Eh ! oh ! C'est un livre, mes amis ! les personnages n'existent pas !

Ah ! aussi : on peut être souvent charmé par les réparties des personnages qui prennent l'habitude de faire de l'humour impromptu et parfois noir ; quelle audace (vraiment ?) : rire de la mort !

Faut-il donc rappeler au lecteur que l'art des réparties se mesure essentiellement dans l'instant où elles sont prononcées ? Vraiment, jusqu'à quel degré d'abrutissement es-tu allé, toi qui t'es figuré qu'un dialogue était improvisé ! Mais la répartie est ce qu'il y a de plus facile à fabriquer : elle donne à faire accroire à l'ingéniosité spontanée des personnages quand il a fallu à l'écrivain peut-être une demi-heure ou même bien davantage pour le rédiger – et toi tu donnes encore dans le panneau ! Essaie donc d'en écrire, tu verras comme c'est aisé ! tes personnages deviendront rapidement des orateurs d'exception !

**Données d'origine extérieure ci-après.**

//! Order records as returned by the order service listing.

use serde::{Deserialize, Serialize};

use crate::value_objects::{Money, OrderId, ProductId};

/// One order as the order service reports it.
///
/// The listing endpoint is owned by another team, so only the fields the
/// orchestrator reasons about are typed here. Everything else rides along
/// in `extra` and is echoed back to callers untouched.
#[derive(Debug, Clone, PartialEq, Serialize, Deserialize)]
pub struct OrderRecord {
    #[serde(default, skip_serializing_if = "Option::is_none")]
    pub order_id: Option<OrderId>,
    #[serde(default, skip_serializing_if = "Option::is_none")]
    pub customer_name: Option<String>,
    #[serde(default, skip_serializing_if = "Option::is_none")]
    pub product_id: Option<ProductId>,
    #[serde(default, skip_serializing_if = "Option::is_none")]
    pub quantity: Option<u32>,
    #[serde(default, skip_serializing_if = "Option::is_none")]
    pub total_price: Option<Money>,
    #[serde(flatten)]
    pub extra: serde_json::Map<String, serde_json::Value>,
}

impl OrderRecord {
    /// Exact match on the record's customer name.
    ///
    /// Records without a customer name never match.
    pub fn belongs_to(&self, customer_name: &str) -> bool {
        self.customer_name.as_deref() == Some(customer_name)
    }
}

Quant au cadre de la maladie, c'est – pardonnez-moi de le signaler, je suis si insensible, si cruel à ce qu'il paraît ! – un décor uniquement bon à susciter l'indulgence du lecteur par tout un déploiement de ressorts pathétiques et assez indignes autant qu'invraisemblables à peu près. Il faut, dans ce genre de livre, de quoi faire pitié : tous les succès contemporains, semble-t-il, se fondent avant tout sur la commisération qu'ils inspirent selon tous les bons usages chrétiens. On y trouve de l'agonie vaine et atermoyée, les déboires les plus éclatants de la conscience en perdition, l'émotion complaisante du suicide ou de la faiblesse, le retour de l'être aimé après sa mort sous la forme d'un souvenir impérissable, sa survie même dans l'âme de ceux qui lui succèderont, en somme tous les préceptes béats d'église où l'on suppose en l'être humain une douleur infiniment respectable et majestueuse. Est-ce défaut de compassion de ma part ? Non, excès d'empathie ! Je n'imagine pas une mort aussi lamentablement convenue pour quiconque, et je voudrais que personne n'y eût jamais cru, par amitié pour tous !

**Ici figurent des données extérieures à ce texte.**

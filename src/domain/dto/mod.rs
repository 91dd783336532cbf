//! # Data Transfer Objects (DTO) Module
//!
//! HTTP 요청/응답 본문과 매핑되는 구조체입니다.

pub mod members;

pub use members::*;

En somme, c'est terne, morne, mal écrit, superficiel, faussement lumineux – un livre d'artifices avec des symboles clinquants qui semblent vivants. Vraiment, s'il faut faire de pareils livres pour devenir célèbre – Jojo Moyes par exemple n'a pas fait autre chose, et tant d'autres comme elle –, plutôt crever de froid dans une chambre humide, sur un grabat putride et souillé, de pauvreté éperdue, que de donner à voir, sans l'odeur de la pisse, sans les reniflements de la maladie, et sans les accusations féroces du moribond esseulé, la pseudo « grandeur inaltérée de l'individu humain dont la vie en lui s'essouffle généreusement ». Peuh !

...

– Mais je demande bien pardon à ma femme d'être un personnage aussi odieux !


À venir : Poésies, Mallarmé


                                                                ***


« Et c'est là qu'on s'est embrassés. J'ai lâché mon chariot pour glisser ma main derrière la nuque d'Augustus. Il m'a soulevée par la taille et je me suis retrouvée sur la pointe des pieds, tandis que ses lèvres venaient à la rencontre des miennes. J'ai senti le souffle me manquer d'une façon à la fois nouvelle et fascinante. L'espace autour de nous s'est évaporé et, pendant un étrange instant, j'ai vraiment aimé mon corps ; ce corps détruit par le cancer que j'avais passé des années à trimballer partout me semblait soudain valoir la peine que je me batte pour lui, valoir la peine que je supporte les tubes dans ma poitrine, les cathéters et les trahisons incessantes des tumeur. » (page 237)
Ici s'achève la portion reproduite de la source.